What you will do => The answer must consist of each line below that contains the string "TransportInfo".

Records from a collection =>
——
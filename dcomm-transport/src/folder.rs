//! Folder transport: each message is one file in a shared directory.
//!
//! Messages travelling toward the folder's owner end in `.in`; replies end
//! in `.out`. Files are written under a hidden temporary name and renamed
//! into place, so a reader never sees a half-written message. A reader claims
//! a file by renaming it to a hidden name before reading it, so two readers
//! can never both take the same message.

use std::path::{Path, PathBuf};
use std::sync::Arc;
use std::time::SystemTime;

use async_trait::async_trait;
use dcomm_core::{DcommError, DcommResult, Envelope};
use tokio::sync::Mutex;
use tracing::{debug, warn};

use crate::{expand_path, Direction, Transport, TransportInfo, TransportOptions};

const INBOUND_EXT: &str = ".in";
const OUTBOUND_EXT: &str = ".out";

pub(crate) const INFO: TransportInfo = TransportInfo {
    name: "folder",
    example: "~/.dcomm/queue",
    matches: is_folder,
    build,
    is_path: true,
};

fn is_folder(uri: &str) -> bool {
    expand_path(uri).is_dir()
}

fn build(uri: &str, direction: Direction, _options: &TransportOptions) -> DcommResult<Arc<dyn Transport>> {
    Ok(Arc::new(FolderTransport::new(uri, direction)?))
}

/// A directory used as a pair of message queues.
pub struct FolderTransport {
    uri: String,
    folder: PathBuf,
    direction: Direction,
    /// Serializes claim-renames among users of this instance.
    claim_lock: Mutex<()>,
}

impl FolderTransport {
    pub fn new(uri: &str, direction: Direction) -> DcommResult<Self> {
        let folder = expand_path(uri);
        if !folder.is_dir() {
            return Err(DcommError::Transport(format!(
                "\"{}\" is not an existing folder",
                folder.display()
            )));
        }
        Ok(Self {
            uri: uri.to_string(),
            folder,
            direction,
            claim_lock: Mutex::new(()),
        })
    }

    pub fn folder(&self) -> &Path {
        &self.folder
    }

    fn write_ext(&self) -> &'static str {
        match self.direction {
            Direction::Destward => INBOUND_EXT,
            Direction::Srcward => OUTBOUND_EXT,
        }
    }

    fn read_ext(&self) -> &'static str {
        match self.direction {
            Direction::Destward => OUTBOUND_EXT,
            Direction::Srcward => INBOUND_EXT,
        }
    }

    /// Visible files with our read extension, oldest first.
    async fn candidates(&self, filter: Option<&str>) -> DcommResult<Vec<(String, PathBuf)>> {
        let ext = self.read_ext();
        let mut entries = tokio::fs::read_dir(&self.folder)
            .await
            .map_err(|e| DcommError::Transport(format!("Failed to list {}: {e}", self.folder.display())))?;

        let mut found: Vec<(SystemTime, String, PathBuf)> = Vec::new();
        while let Some(entry) = entries
            .next_entry()
            .await
            .map_err(|e| DcommError::Transport(format!("Failed to list {}: {e}", self.folder.display())))?
        {
            let name = entry.file_name().to_string_lossy().to_string();
            if name.starts_with('.') {
                continue;
            }
            let Some(id) = name.strip_suffix(ext) else {
                continue;
            };
            if let Some(prefix) = filter {
                if !id.starts_with(prefix) {
                    continue;
                }
            }
            // Entries can vanish between listing and stat when another reader claims them.
            let meta = match entry.metadata().await {
                Ok(meta) => meta,
                Err(e) if e.kind() == std::io::ErrorKind::NotFound => continue,
                Err(e) => return Err(e.into()),
            };
            if !meta.is_file() {
                continue;
            }
            let modified = meta.modified().unwrap_or(SystemTime::UNIX_EPOCH);
            found.push((modified, id.to_string(), entry.path()));
        }
        found.sort_by(|a, b| a.0.cmp(&b.0).then_with(|| a.1.cmp(&b.1)));
        Ok(found.into_iter().map(|(_, id, path)| (id, path)).collect())
    }

    async fn claim(&self, filter: Option<&str>) -> DcommResult<Option<(String, PathBuf, PathBuf)>> {
        let _guard = self.claim_lock.lock().await;
        for (id, path) in self.candidates(filter).await? {
            let claimed = self.folder.join(format!(".{id}.claim"));
            match tokio::fs::rename(&path, &claimed).await {
                Ok(()) => return Ok(Some((id, path, claimed))),
                // Someone else got there first.
                Err(e) if e.kind() == std::io::ErrorKind::NotFound => continue,
                Err(e) => {
                    return Err(DcommError::Transport(format!(
                        "Failed to claim {}: {e}",
                        path.display()
                    )))
                }
            }
        }
        Ok(None)
    }
}

#[async_trait]
impl Transport for FolderTransport {
    fn endpoint(&self) -> &str {
        &self.uri
    }

    fn direction(&self) -> Direction {
        self.direction
    }

    async fn send(&self, payload: &[u8], _dest_hint: Option<&str>) -> DcommResult<String> {
        let id = uuid::Uuid::new_v4().to_string();
        let tmp = self.folder.join(format!(".{id}.tmp"));
        let target = self.folder.join(format!("{id}{}", self.write_ext()));

        tokio::fs::write(&tmp, payload)
            .await
            .map_err(|e| DcommError::Transport(format!("Failed to write {}: {e}", tmp.display())))?;
        if let Err(e) = tokio::fs::rename(&tmp, &target).await {
            let _ = tokio::fs::remove_file(&tmp).await;
            return Err(DcommError::Transport(format!(
                "Failed to publish {}: {e}",
                target.display()
            )));
        }
        debug!(id = %id, folder = %self.folder.display(), bytes = payload.len(), "Wrote message");
        Ok(id)
    }

    async fn receive(&self, filter: Option<&str>) -> DcommResult<Option<Envelope>> {
        let Some((id, original, claimed)) = self.claim(filter).await? else {
            return Ok(None);
        };

        let bytes = match tokio::fs::read(&claimed).await {
            Ok(bytes) => bytes,
            Err(e) => {
                warn!(id = %id, error = %e, "Failed to read claimed message, releasing it");
                let _ = tokio::fs::rename(&claimed, &original).await;
                return Err(DcommError::Transport(format!(
                    "Failed to read {}: {e}",
                    original.display()
                )));
            }
        };
        if let Err(e) = tokio::fs::remove_file(&claimed).await {
            warn!(id = %id, error = %e, "Failed to remove consumed message");
        }
        debug!(id = %id, bytes = bytes.len(), "Read message");
        Ok(Some(Envelope::new(bytes)))
    }

    async fn peek(&self, filter: Option<&str>) -> DcommResult<bool> {
        Ok(!self.candidates(filter).await?.is_empty())
    }
}
//! Seam to the external cryptographic service.
//!
//! The core never inspects key material. It hands bytes to [`Crypto::pack`]
//! and [`Crypto::unpack`] and only decides which trust flags may be affirmed
//! from what comes back.

use async_trait::async_trait;
use base64::engine::general_purpose::URL_SAFE_NO_PAD;
use base64::Engine;
use serde::{Deserialize, Serialize};

use crate::error::{DcommError, DcommResult};
use crate::trust::TrustContext;

/// Result of unpacking one wire-format message.
#[derive(Debug, Clone, PartialEq, Eq)]
pub struct Unpacked {
    pub plaintext: Vec<u8>,
    /// Present only when the service proved who sent it.
    pub sender_key: Option<String>,
    pub recipient_key: Option<String>,
}

/// Authenticated-encryption service (wallet, HSM, ...).
#[async_trait]
pub trait Crypto: Send + Sync {
    /// Encrypt `plaintext` for `recipients`, optionally authenticated as `sender_key`.
    async fn pack(
        &self,
        plaintext: &[u8],
        sender_key: Option<&str>,
        recipients: &[String],
    ) -> DcommResult<Vec<u8>>;

    /// Decrypt a wire-format message.
    async fn unpack(&self, wire: &[u8]) -> DcommResult<Unpacked>;

    /// Which of confidentiality/integrity this service really provides.
    fn guarantees(&self) -> u32 {
        TrustContext::CONFIDENTIALITY | TrustContext::INTEGRITY
    }
}

#[derive(Debug, Serialize, Deserialize)]
struct WireMessage {
    protected: String,
    iv: String,
    ciphertext: String,
    tag: String,
}

#[derive(Debug, Serialize, Deserialize)]
struct ProtectedHeader {
    enc: String,
    typ: String,
    alg: String,
    recipients: Vec<RecipientHeader>,
}

#[derive(Debug, Serialize, Deserialize)]
struct RecipientHeader {
    kid: String,
    #[serde(default, skip_serializing_if = "Option::is_none")]
    sender: Option<String>,
}

/// Produces wire-format-shaped JSON with base64 content and no encryption.
///
/// For development and tests only. It reports no guarantees, so nothing it
/// unpacks is ever treated as confidential or tamper-evident.
#[derive(Debug, Clone, Copy, Default)]
pub struct PassthroughCrypto;

impl PassthroughCrypto {
    pub fn new() -> Self {
        Self
    }
}

fn decode(field: &str, value: &str) -> DcommResult<Vec<u8>> {
    URL_SAFE_NO_PAD
        .decode(value)
        .map_err(|e| DcommError::Crypto(format!("bad base64 in {field}: {e}")))
}

#[async_trait]
impl Crypto for PassthroughCrypto {
    async fn pack(
        &self,
        plaintext: &[u8],
        sender_key: Option<&str>,
        recipients: &[String],
    ) -> DcommResult<Vec<u8>> {
        let header = ProtectedHeader {
            enc: "none".to_string(),
            typ: "JWM/1.0".to_string(),
            alg: "passthrough".to_string(),
            recipients: recipients
                .iter()
                .map(|kid| RecipientHeader {
                    kid: kid.clone(),
                    sender: sender_key.map(str::to_string),
                })
                .collect(),
        };
        let wire = WireMessage {
            protected: URL_SAFE_NO_PAD.encode(serde_json::to_vec(&header)?),
            iv: String::new(),
            ciphertext: URL_SAFE_NO_PAD.encode(plaintext),
            tag: String::new(),
        };
        Ok(serde_json::to_vec(&wire)?)
    }

    async fn unpack(&self, wire: &[u8]) -> DcommResult<Unpacked> {
        let wire: WireMessage = serde_json::from_slice(wire)
            .map_err(|e| DcommError::Crypto(format!("not a wire message: {e}")))?;
        let header: ProtectedHeader = serde_json::from_slice(&decode("protected", &wire.protected)?)
            .map_err(|e| DcommError::Crypto(format!("bad protected header: {e}")))?;
        let first = header.recipients.into_iter().next();
        Ok(Unpacked {
            plaintext: decode("ciphertext", &wire.ciphertext)?,
            sender_key: first.as_ref().and_then(|r| r.sender.clone()),
            recipient_key: first.map(|r| r.kid),
        })
    }

    fn guarantees(&self) -> u32 {
        0
    }
}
——
Solution =>
use crate::{expand_path, Direction, Transport, TransportInfo, TransportOptions};
pub(crate) const INFO: TransportInfo = TransportInfo {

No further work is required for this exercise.